_TASK REQUIREMENTS_: Go to the line below containing "debug!(error = %err, kind" and print exactly from there through the line containing "pub fn split_top_level(body: &str)", both included. Print nothing else.

[Stored items]
§ §
//! Error types for parsing and document-model access.

use crate::scanner::QUOTE_SENTINEL;
use thiserror::Error;

/// Longest fragment excerpt carried inside an error message.
const EXCERPT_LEN: usize = 64;

/// Errors that can occur while parsing JSON text or indexing into a [`JsonArray`].
///
/// Accessor type mismatches are not errors: typed getters return `None`
/// instead of failing.
///
/// [`JsonArray`]: crate::JsonArray
#[derive(Error, Debug, Clone, PartialEq, Eq)]
pub enum ParseError {
    /// Brackets, braces, or quotes do not close correctly within a fragment.
    #[error("unbalanced brackets or quotes in `{fragment}`")]
    UnbalancedFragment { fragment: String },

    /// A balanced fragment that is not a literal, string, number, object, or array.
    #[error("unrecognized value `{fragment}`")]
    InvalidFragment { fragment: String },

    /// An object member lacks its `:` separator or its quoted key.
    #[error("malformed object member `{member}`")]
    MalformedMember { member: String },

    /// The document root is not a single JSON object.
    #[error("document root must be a single JSON object")]
    NotAnObject,

    /// A number literal that does not fit in an `i64`, or a float literal too
    /// large to be finite.
    #[error("integer literal `{literal}` is out of range")]
    NumberOutOfRange { literal: String },

    /// Objects and arrays are nested deeper than the configured limit.
    #[error("nesting depth exceeds the limit of {limit}")]
    DepthLimitExceeded { limit: usize },

    /// The input contains U+FFFF, which the parser reserves for escaped quotes.
    #[error("reserved character U+FFFF at byte offset {offset}")]
    ReservedCharacter { offset: usize },

    /// Array access beyond the current bounds.
    #[error("index {index} out of range for array of size {len}")]
    IndexOutOfRange { index: usize, len: usize },
}

/// Fieldless mirror of [`ParseError`] for callers that only branch on the cause.
#[derive(Debug, Clone, Copy, PartialEq, Eq, Hash)]
pub enum ErrorKind {
    UnbalancedFragment,
    InvalidFragment,
    MalformedMember,
    NotAnObject,
    NumberOutOfRange,
    DepthLimitExceeded,
    ReservedCharacter,
    IndexOutOfRange,
}

impl ParseError {
    /// The cause of this error without its payload.
    pub fn kind(&self) -> ErrorKind {
        match self {
            ParseError::UnbalancedFragment { .. } => ErrorKind::UnbalancedFragment,
            ParseError::InvalidFragment { .. } => ErrorKind::InvalidFragment,
            ParseError::MalformedMember { .. } => ErrorKind::MalformedMember,
            ParseError::NotAnObject => ErrorKind::NotAnObject,
            ParseError::NumberOutOfRange { .. } => ErrorKind::NumberOutOfRange,
            ParseError::DepthLimitExceeded { .. } => ErrorKind::DepthLimitExceeded,
            ParseError::ReservedCharacter { .. } => ErrorKind::ReservedCharacter,
            ParseError::IndexOutOfRange { .. } => ErrorKind::IndexOutOfRange,
        }
    }

    pub(crate) fn unbalanced(fragment: &str) -> Self {
        ParseError::UnbalancedFragment {
            fragment: excerpt(fragment),
        }
    }

    pub(crate) fn invalid(fragment: &str) -> Self {
        ParseError::InvalidFragment {
            fragment: excerpt(fragment),
        }
    }

    pub(crate) fn out_of_range(literal: &str) -> Self {
        ParseError::NumberOutOfRange {
            literal: excerpt(literal),
        }
    }

    pub(crate) fn malformed_member(member: &str) -> Self {
        ParseError::MalformedMember {
            member: excerpt(member),
        }
    }
}

/// Shorten `text` to at most [`EXCERPT_LEN`] characters, marking the cut with `...`.
/// Masked quotes are shown as plain `"` again.
fn excerpt(text: &str) -> String {
    let mut out: String = text
        .chars()
        .take(EXCERPT_LEN)
        .map(|c| if c == QUOTE_SENTINEL { '"' } else { c })
        .collect();
    if text.chars().nth(EXCERPT_LEN).is_some() {
        out.push_str("...");
    }
    out
}

/// Convenience alias used throughout simplejson-core.
pub type Result<T> = std::result::Result<T, ParseError>;
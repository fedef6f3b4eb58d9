//! Conversions between the document model and `serde_json::Value`.
//!
//! Going to `serde_json` never fails; non-finite floats become `null` since
//! `serde_json::Number` cannot hold them. Coming from `serde_json` fails only for
//! unsigned integers above `i64::MAX`, or for a non-object root when a
//! [`JsonObject`] is requested.

use serde_json::{Map, Number};

use crate::array::JsonArray;
use crate::error::ParseError;
use crate::object::JsonObject;
use crate::value::Value;

impl From<&Value> for serde_json::Value {
    fn from(value: &Value) -> Self {
        match value {
            Value::Null => serde_json::Value::Null,
            Value::Boolean(b) => serde_json::Value::Bool(*b),
            Value::Integer(n) => serde_json::Value::Number((*n).into()),
            Value::Float(f) => Number::from_f64(*f)
                .map(serde_json::Value::Number)
                .unwrap_or(serde_json::Value::Null),
            Value::String(s) => serde_json::Value::String(s.clone()),
            Value::Array(a) => a.into(),
            Value::Object(o) => o.into(),
        }
    }
}

impl From<Value> for serde_json::Value {
    fn from(value: Value) -> Self {
        (&value).into()
    }
}

impl From<&JsonArray> for serde_json::Value {
    fn from(array: &JsonArray) -> Self {
        serde_json::Value::Array(array.iter().map(Into::into).collect())
    }
}

impl From<&JsonObject> for serde_json::Value {
    fn from(object: &JsonObject) -> Self {
        let map: Map<String, serde_json::Value> = object
            .iter()
            .map(|(key, value)| (key.clone(), value.into()))
            .collect();
        serde_json::Value::Object(map)
    }
}

impl From<JsonObject> for serde_json::Value {
    fn from(object: JsonObject) -> Self {
        (&object).into()
    }
}

impl TryFrom<serde_json::Value> for Value {
    type Error = ParseError;

    fn try_from(value: serde_json::Value) -> Result<Self, Self::Error> {
        Ok(match value {
            serde_json::Value::Null => Value::Null,
            serde_json::Value::Bool(b) => Value::Boolean(b),
            serde_json::Value::Number(n) => number_to_value(&n)?,
            serde_json::Value::String(s) => Value::String(s),
            serde_json::Value::Array(items) => Value::Array(
                items
                    .into_iter()
                    .map(Value::try_from)
                    .collect::<Result<JsonArray, _>>()?,
            ),
            serde_json::Value::Object(map) => Value::Object(map_to_object(map)?),
        })
    }
}

impl TryFrom<serde_json::Value> for JsonObject {
    type Error = ParseError;

    fn try_from(value: serde_json::Value) -> Result<Self, Self::Error> {
        match value {
            serde_json::Value::Object(map) => map_to_object(map),
            _ => Err(ParseError::NotAnObject),
        }
    }
}

fn map_to_object(map: Map<String, serde_json::Value>) -> Result<JsonObject, ParseError> {
    let mut object = JsonObject::new();
    for (key, value) in map {
        object.put(key, Value::try_from(value)?);
    }
    Ok(object)
}

fn number_to_value(n: &Number) -> Result<Value, ParseError> {
    if let Some(i) = n.as_i64() {
        return Ok(Value::Integer(i));
    }
    if n.is_u64() {
        return Err(ParseError::out_of_range(&n.to_string()));
    }
    n.as_f64()
        .map(Value::Float)
        .ok_or_else(|| ParseError::invalid(&n.to_string()))
}

#[cfg(test)]
mod tests {
    use super::*;
    use serde_json::json;

    #[test]
    fn nan_becomes_null() {
        let v: serde_json::Value = Value::Float(f64::NAN).into();
        assert_eq!(v, serde_json::Value::Null);
    }

    #[test]
    fn large_unsigned_is_out_of_range() {
        let err = Value::try_from(json!(u64::MAX)).unwrap_err();
        assert!(matches!(err, ParseError::NumberOutOfRange { .. }));
    }

    #[test]
    fn non_object_root_is_rejected() {
        assert_eq!(
            JsonObject::try_from(json!([1, 2])).unwrap_err(),
            ParseError::NotAnObject
        );
    }

    #[test]
    fn integers_and_floats_stay_distinct() {
        let o = JsonObject::try_from(json!({"i": 2, "f": 2.0})).unwrap();
        assert_eq!(o.get_integer("i"), Some(2));
        assert_eq!(o.get_float("f"), Some(2.0));
        assert_eq!(o.get_integer("f"), None);
    }
}
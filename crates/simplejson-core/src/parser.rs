//! Recursive descent parser: JSON text → [`JsonObject`].
//!
//! Parsing runs in two phases:
//!
//! 1. **Normalize** the whole input once: reject the reserved sentinel, decode
//!    backslash escapes (escaped quotes become [`QUOTE_SENTINEL`]), then strip all
//!    whitespace outside quoted strings.
//! 2. **Descend** over borrowed slices of that one buffer. Each fragment is
//!    balance-checked and classified; primitives are returned directly, containers
//!    are split at their top-level commas and each piece is parsed recursively.
//!
//! # Key design decisions
//!
//! - **No escape look-behind in the scanners**: masking escaped quotes up front
//!   means every `"` the scanners see is a real delimiter.
//! - **Empty bodies**: `{}` and `[]` produce empty containers rather than one empty
//!   fragment, which would otherwise fail classification.
//! - **Depth limit**: each nested container counts one level against
//!   [`ParseOptions::max_depth`].

use tracing::{debug, trace};

use crate::array::JsonArray;
use crate::classify::{classify, Fragment};
use crate::error::{ParseError, Result};
use crate::object::JsonObject;
use crate::options::ParseOptions;
use crate::scanner::{self, QUOTE_SENTINEL};
use crate::value::Value;

/// Parse JSON text whose root is an object, using default [`ParseOptions`].
///
/// Arrays, bare primitives, empty input, and trailing content after the root
/// object are rejected with [`ParseError::NotAnObject`]. Every failure is
/// returned as an error; no partial tree is ever produced.
///
/// # Example
/// ```
/// use simplejson_core::parse;
///
/// let doc = parse(r#"{"name": "Alice", "scores": [95, 87]}"#).unwrap();
/// assert_eq!(doc.get_string("name"), Some("Alice"));
/// assert_eq!(doc.get_array("scores").unwrap().size(), 2);
/// ```
pub fn parse(text: &str) -> Result<JsonObject> {
    parse_with_options(text, &ParseOptions::default())
}

/// Parse JSON text whose root is an object.
pub fn parse_with_options(text: &str, options: &ParseOptions) -> Result<JsonObject> {
    let result = parse_document(text, options);
    if let Err(err) = &result {
        debug!(error = %err, kind = ?err.kind(), "failed to parse document");
    }
    result
}

fn parse_document(text: &str, options: &ParseOptions) -> Result<JsonObject> {
    if let Some(offset) = text.find(QUOTE_SENTINEL) {
        return Err(ParseError::ReservedCharacter { offset });
    }

    let masked = scanner::mask_escapes(text);
    let normalized = scanner::strip_unquoted_whitespace(&masked);

    if !scanner::is_balanced(&normalized) {
        return Err(ParseError::unbalanced(&normalized));
    }
    if !scanner::is_single_wrapped_object(&normalized) {
        return Err(ParseError::NotAnObject);
    }

    let parser = Parser {
        max_depth: options.max_depth,
    };
    match parser.parse_value(&normalized, 0)? {
        Value::Object(object) => Ok(object),
        _ => Err(ParseError::NotAnObject),
    }
}

/// Split a container body at its top-level commas.
///
/// An empty body yields no fragments. After each cut the remainder must still be
/// balanced; a trailing comma leaves an empty final fragment.
pub fn split_top_level(body: &str) -> Result<Vec<&str>> {
    let mut fragments = Vec::new();
    if body.is_empty() {
        return Ok(fragments);
    }

    let mut rest = body;
    while let Some(index) = scanner::find_top_level_separator(rest) {
        fragments.push(&rest[..index]);
        rest = &rest[index + 1..];
        if !scanner::is_balanced(rest) {
            return Err(ParseError::unbalanced(rest));
        }
    }
    fragments.push(rest);
    Ok(fragments)
}

struct Parser {
    max_depth: usize,
}

impl Parser {
    /// Parse one normalized fragment. `depth` is the number of enclosing containers.
    fn parse_value(&self, fragment: &str, depth: usize) -> Result<Value> {
        if !scanner::is_balanced(fragment) {
            return Err(ParseError::unbalanced(fragment));
        }

        match classify(fragment)? {
            Fragment::Null => Ok(Value::Null),
            Fragment::Boolean(b) => Ok(Value::Boolean(b)),
            Fragment::Integer(n) => Ok(Value::Integer(n)),
            Fragment::Float(f) => Ok(Value::Float(f)),
            Fragment::String(raw) => Ok(Value::String(scanner::unmask_quotes(raw).into_owned())),
            Fragment::Object(body) => {
                let depth = self.descend(depth)?;
                self.parse_object(body, depth).map(Value::Object)
            }
            Fragment::Array(body) => {
                let depth = self.descend(depth)?;
                self.parse_array(body, depth).map(Value::Array)
            }
        }
    }

    fn descend(&self, depth: usize) -> Result<usize> {
        let next = depth + 1;
        if next > self.max_depth {
            return Err(ParseError::DepthLimitExceeded {
                limit: self.max_depth,
            });
        }
        Ok(next)
    }

    /// Build an object from `"key":value` members; a repeated key keeps the last value.
    fn parse_object(&self, body: &str, depth: usize) -> Result<JsonObject> {
        let mut object = JsonObject::new();
        for member in split_top_level(body)? {
            let (key, value) = split_member(member)?;
            trace!(depth, key = %key, "parsing object member");
            object.put(key, self.parse_value(value, depth)?);
        }
        Ok(object)
    }

    fn parse_array(&self, body: &str, depth: usize) -> Result<JsonArray> {
        let mut array = JsonArray::new();
        for (index, element) in split_top_level(body)?.into_iter().enumerate() {
            trace!(depth, index, "parsing array element");
            array.add(self.parse_value(element, depth)?);
        }
        Ok(array)
    }
}

/// Split `"key":value` at the first unquoted colon, returning the unquoted,
/// unmasked key and the raw value text.
fn split_member(member: &str) -> Result<(String, &str)> {
    let colon =
        scanner::find_unquoted(member, b':').ok_or_else(|| ParseError::malformed_member(member))?;
    let (key, value) = (&member[..colon], &member[colon + 1..]);
    if !scanner::is_one_quoted_string(key) {
        return Err(ParseError::malformed_member(member));
    }
    let key = scanner::unmask_quotes(&key[1..key.len() - 1]).into_owned();
    Ok((key, value))
}

#[cfg(test)]
mod tests {
    use super::*;

    #[test]
    fn split_empty_body_has_no_fragments() {
        assert!(split_top_level("").unwrap().is_empty());
    }

    #[test]
    fn split_keeps_nested_commas_together() {
        let parts = split_top_level(r#""a,b",{"c":1,"d":2},[3,4],5"#).unwrap();
        assert_eq!(parts, vec![r#""a,b""#, r#"{"c":1,"d":2}"#, "[3,4]", "5"]);
    }

    #[test]
    fn split_trailing_comma_leaves_empty_fragment() {
        assert_eq!(split_top_level("1,").unwrap(), vec!["1", ""]);
    }

    #[test]
    fn split_member_at_first_unquoted_colon() {
        let (key, value) = split_member(r#""a:b":"c:d""#).unwrap();
        assert_eq!(key, "a:b");
        assert_eq!(value, r#""c:d""#);
    }

    #[test]
    fn member_without_colon_is_malformed() {
        assert!(matches!(
            split_member(r#""a""#),
            Err(ParseError::MalformedMember { .. })
        ));
    }

    #[test]
    fn member_with_unquoted_key_is_malformed() {
        assert!(matches!(
            split_member("a:1"),
            Err(ParseError::MalformedMember { .. })
        ));
    }

    #[test]
    fn depth_counts_root_object() {
        let parser = Parser { max_depth: 1 };
        assert!(parser.parse_value("{}", 0).is_ok());
        assert_eq!(
            parser.parse_value(r#"{"a":[]}"#, 0).unwrap_err(),
            ParseError::DepthLimitExceeded { limit: 1 }
        );
    }
}
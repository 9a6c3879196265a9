mod dto;
pub mod handlers;
mod repo;

use crate::state::AppState;
use axum::Router;

pub fn router() -> Router<AppState> {
    Router::new().merge(handlers::read_routes())
}
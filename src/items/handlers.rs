use axum::{
    extract::{Path, State},
    http::StatusCode,
    routing::{delete, get, post, put},
    Json, Router,
};
use time::OffsetDateTime;
use tracing::instrument;
use uuid::Uuid;

use crate::error::ApiError;
use crate::state::AppState;
use crate::store::data::FridgeItem;

use super::dto::{CreateItemRequest, UpdateItemRequest, UpdatedItemResponse};
use super::repo;

pub fn read_routes() -> Router<AppState> {
    Router::new()
        .route("/items", get(list_items))
        .route("/items/expiring", get(expiring_items))
        .route("/items/:id", get(get_item))
}

pub fn write_routes() -> Router<AppState> {
    Router::new()
        .route("/items", post(create_item))
        .route("/items/:id", put(update_item))
        .route("/items/:id", delete(delete_item))
}

#[instrument(skip(state))]
pub async fn list_items(State(state): State<AppState>) -> Json<Vec<FridgeItem>> {
    let store = state.store.read().await;
    Json(repo::list(store.data()))
}

#[instrument(skip(state))]
pub async fn get_item(
    State(state): State<AppState>,
    Path(id): Path<Uuid>,
) -> Result<Json<FridgeItem>, ApiError> {
    let store = state.store.read().await;
    Ok(Json(repo::get(store.data(), id)?))
}

#[instrument(skip(state))]
pub async fn expiring_items(State(state): State<AppState>) -> Json<Vec<FridgeItem>> {
    let store = state.store.read().await;
    let window = store.data().settings.expiration_warning_days;
    let today = OffsetDateTime::now_utc().date();
    Json(repo::expiring(store.data(), today, window))
}

#[instrument(skip(state, body))]
pub async fn create_item(
    State(state): State<AppState>,
    Json(body): Json<CreateItemRequest>,
) -> Result<(StatusCode, Json<FridgeItem>), ApiError> {
    let mut store = state.store.write().await;
    let item = repo::create(store.data_mut(), body)?;
    store.persist().await?;
    Ok((StatusCode::CREATED, Json(item)))
}

#[instrument(skip(state, body))]
pub async fn update_item(
    State(state): State<AppState>,
    Path(id): Path<Uuid>,
    Json(body): Json<UpdateItemRequest>,
) -> Result<Json<UpdatedItemResponse>, ApiError> {
    let mut store = state.store.write().await;
    let (item, removed) = repo::update(store.data_mut(), id, body)?;
    store.persist().await?;
    Ok(Json(UpdatedItemResponse { item, removed }))
}

#[instrument(skip(state))]
pub async fn delete_item(
    State(state): State<AppState>,
    Path(id): Path<Uuid>,
) -> Result<StatusCode, ApiError> {
    let mut store = state.store.write().await;
    repo::delete(store.data_mut(), id)?;
    store.persist().await?;
    Ok(StatusCode::NO_CONTENT)
}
§ §
_RESULT OF THE EXERCISE_:
        debug!(error = %err, kind = ?err.kind(), "failed to parse document");
    }
    result
}

fn parse_document(text: &str, options: &ParseOptions) -> Result<JsonObject> {
    if let Some(offset) = text.find(QUOTE_SENTINEL) {
        return Err(ParseError::ReservedCharacter { offset });
    }

    let masked = scanner::mask_escapes(text);
    let normalized = scanner::strip_unquoted_whitespace(&masked);

    if !scanner::is_balanced(&normalized) {
        return Err(ParseError::unbalanced(&normalized));
    }
    if !scanner::is_single_wrapped_object(&normalized) {
        return Err(ParseError::NotAnObject);
    }

    let parser = Parser {
        max_depth: options.max_depth,
    };
    match parser.parse_value(&normalized, 0)? {
        Value::Object(object) => Ok(object),
        _ => Err(ParseError::NotAnObject),
    }
}

/// Split a container body at its top-level commas.
///
/// An empty body yields no fragments. After each cut the remainder must still be
/// balanced; a trailing comma leaves an empty final fragment.
pub fn split_top_level(body: &str) -> Result<Vec<&str>> {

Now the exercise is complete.